Fantasmagorie (1908) Director: Émile Cohl
★★★☆☆
Produced by the Gaumont Company in France, Fantasmagorie is a stream-of-consciousness silent cartoon that uses innovative stop-motion cinematography (which was first pioneered in America). The title of the film is a nod to the fantasmograph, a 19th century device which predated modern movie-making. I was interested to learn that Émile Cohl actually drew the objects seen in the film on hundreds of white backgrounds, and then flipped the colors to negative.

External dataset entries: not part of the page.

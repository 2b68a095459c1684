use anyhow::Result;
use colored::Colorize;
use std::fmt::Write as _;

use crate::cli::Command;
use crate::domain::{Character, MatchOutcome, Player, PlayerRef, PostRef, TierShift};
use crate::errors::LadderError;
use crate::ladder::Tier;
use crate::recorder::MatchReport;
use crate::services::ladder::Ladder;
use crate::stats::{CharacterRanking, CharacterStats, OverallStats};

/// Runs ladder commands from the command line and prints the results as text
pub struct ConsoleService {
    ladder: Ladder,
}

impl ConsoleService {
    pub fn new(ladder: Ladder) -> Self {
        Self { ladder }
    }

    pub fn run(&self, command: &Command) -> Result<()> {
        let output = self.execute(command)?;
        println!("{}", output);
        Ok(())
    }

    fn execute(&self, command: &Command) -> Result<String> {
        let output = match command {
            Command::AddPlayer { name, account } => {
                let player = self.ladder.register(name, account)?;
                format!(
                    "Player {} added with tier {} {}",
                    player.name,
                    player.current_tier.glyph(),
                    player.current_tier
                )
            }
            Command::RemovePlayer { account } => {
                let player = self.ladder.deregister(account)?;
                format!("Player {} removed", player.name)
            }
            Command::AddGame {
                player1,
                player2,
                character1,
                character2,
                ranked,
                winner,
                stocks,
                percentage,
            } => {
                let report = MatchReport {
                    player1: PlayerRef::token(player1.as_str()),
                    player2: PlayerRef::token(player2.as_str()),
                    character1: character1.clone(),
                    character2: character2.clone(),
                    ranked: *ranked,
                    winner: PlayerRef::token(winner.as_str()),
                    stocks: *stocks,
                    percentage: *percentage,
                };
                render_outcome(&self.ladder.record_match(&report)?)
            }
            Command::RemoveGame { id } => {
                let removed = self.ladder.remove_match(*id)?;
                match removed.post_ref {
                    Some(PostRef(post)) => format!("Game {} removed (retract post {})", id, post),
                    None => format!("Game {} removed", id),
                }
            }
            Command::AttachPost { id, post_ref } => {
                self.ladder.attach_post(*id, PostRef(post_ref.clone()))?;
                format!("Post {} attached to game {}", post_ref, id)
            }
            Command::TierList => render_tier_list(&self.ladder.tier_list()?),
            Command::Stats {
                player,
                character,
                characters,
                limit,
            } => {
                let reference = PlayerRef::token(player.as_str());
                if *characters {
                    let name = self.player_name(&reference)?;
                    render_top_characters(&name, &self.ladder.top_characters(&reference, *limit)?)
                } else if let Some(character) = character {
                    render_character_stats(&self.ladder.character_stats(&reference, character)?)
                } else {
                    render_overall_stats(&self.ladder.overall_stats(&reference)?)
                }
            }
            Command::SetTier { player, tier } => {
                let tier: Tier = tier.parse()?;
                let shift = self.ladder.set_tier(&PlayerRef::token(player.as_str()), tier)?;
                render_tier_shift(&shift)
            }
            Command::Characters => render_characters(self.ladder.characters().all()),
            Command::Completions { .. } => {
                anyhow::bail!("Completions are printed without opening the ladder")
            }
        };
        Ok(output)
    }

    fn player_name(&self, reference: &PlayerRef) -> Result<String> {
        let player = self
            .ladder
            .find(reference)?
            .ok_or_else(|| LadderError::UnknownPlayer(reference.to_string()))?;
        Ok(player.name)
    }
}

fn ranked_label(ranked: bool) -> &'static str {
    if ranked { "Ranked" } else { "Unranked" }
}

pub fn render_outcome(outcome: &MatchOutcome) -> String {
    let summary = &outcome.summary;
    let [first, second] = &summary.sides;

    let mut out = String::new();
    let _ = writeln!(
        out,
        "{}",
        format!("Game {} | {}", summary.match_id, ranked_label(summary.ranked)).bold()
    );
    let _ = writeln!(out, "------------------");
    let _ = writeln!(
        out,
        "Players: {} as {} {} versus {} as {} {}",
        first.player_name,
        first.character_emoji,
        first.character_name,
        second.player_name,
        second.character_emoji,
        second.character_name
    );
    let _ = write!(
        out,
        "Result: {} won with {} stocks and {}%",
        summary.winner_name, summary.stocks, summary.percentage
    );

    if summary.ranked {
        match &outcome.tier_change {
            Some(change) => {
                let _ = write!(
                    out,
                    "\n{} overtook {} and is now {} {} tier!",
                    change.promoted.player.name,
                    change.demoted.player.name,
                    change.promoted.new_tier.glyph(),
                    change.promoted.new_tier
                );
            }
            None => out.push_str("\nNo tier updates"),
        }
    }
    out
}

pub fn render_tier_list(tiers: &[(Tier, Vec<Player>)]) -> String {
    let mut out = format!("{}\n-------------------", "Current Tier List:".bold());
    for (tier, members) in tiers {
        let names: Vec<&str> = members.iter().map(|p| p.name.as_str()).collect();
        let _ = write!(out, "\n{} {}: {}", tier.glyph(), tier, names.join(", "));
    }
    out
}

pub fn render_overall_stats(stats: &OverallStats) -> String {
    format!(
        "{}\n--------------------------\nOverall Winrate: {:.2}%\nRanked Winrate: {:.2}%\nUnranked Winrate: {:.2}%\nCurrent Tier: {} {}",
        format!("{}'s Stats:", stats.player.name).bold(),
        stats.win_rate,
        stats.ranked_win_rate,
        stats.unranked_win_rate,
        stats.current_tier.glyph(),
        stats.current_tier
    )
}

pub fn render_character_stats(stats: &CharacterStats) -> String {
    format!(
        "{}\n------------------------------------\nTotal Games Played: {}\nOverall Winrate: {:.2}%\nRanked Games Played: {}\nRanked Winrate: {:.2}%\nUnranked Games Played: {}\nUnranked Winrate: {:.2}%",
        format!(
            "{} as {} {}:",
            stats.player.name, stats.character.emoji, stats.character.name
        )
        .bold(),
        stats.total_games,
        stats.overall_win_rate,
        stats.ranked_games,
        stats.ranked_win_rate,
        stats.unranked_games,
        stats.unranked_win_rate
    )
}

pub fn render_top_characters(player_name: &str, rankings: &[CharacterRanking]) -> String {
    let mut out = format!(
        "{}\n---------------------------------------",
        format!("{}'s Top Characters:", player_name).bold()
    );
    for ranking in rankings {
        let _ = write!(
            out,
            "\n{} {}: {:.2}%",
            ranking.character.emoji, ranking.character.name, ranking.win_rate
        );
    }
    out
}

pub fn render_tier_shift(shift: &TierShift) -> String {
    format!(
        "Set {}'s tier from {} {} to {} {}",
        shift.player.name,
        shift.old_tier.glyph(),
        shift.old_tier,
        shift.new_tier.glyph(),
        shift.new_tier
    )
}

pub fn render_characters(characters: &[Character]) -> String {
    characters
        .iter()
        .map(|c| format!("{:>3} {} {}", c.id, c.emoji, c.name))
        .collect::<Vec<_>>()
        .join("\n")
}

Fantasmagorie is a unique, hand-drawn, absurdist cartoon –it is often regarded as the first animated film. It consists of one stick-figure clown who encounters various odd situations. Objects randomly transform into various other things, such as a glass bottle morphing into an elephant and so on. Several times, Mr. Cohl’s hands appear to change the cartoon onscreen in a notable moment of breaking the fourth wall. This brilliant, albeit wandering little cartoon, is an experimentation which anticipates the rise of Disney and Pixar and other great animators.
Émile Cohl (1857-1938) produced a wide variety of films as part of the “Incoherent Movement,” an early and short-lived French movement that predated the latter avant-garde movement. His greatest film Fantasmagorie is a top example of early animation. It is now freely available to watch online as it has entered the public domain.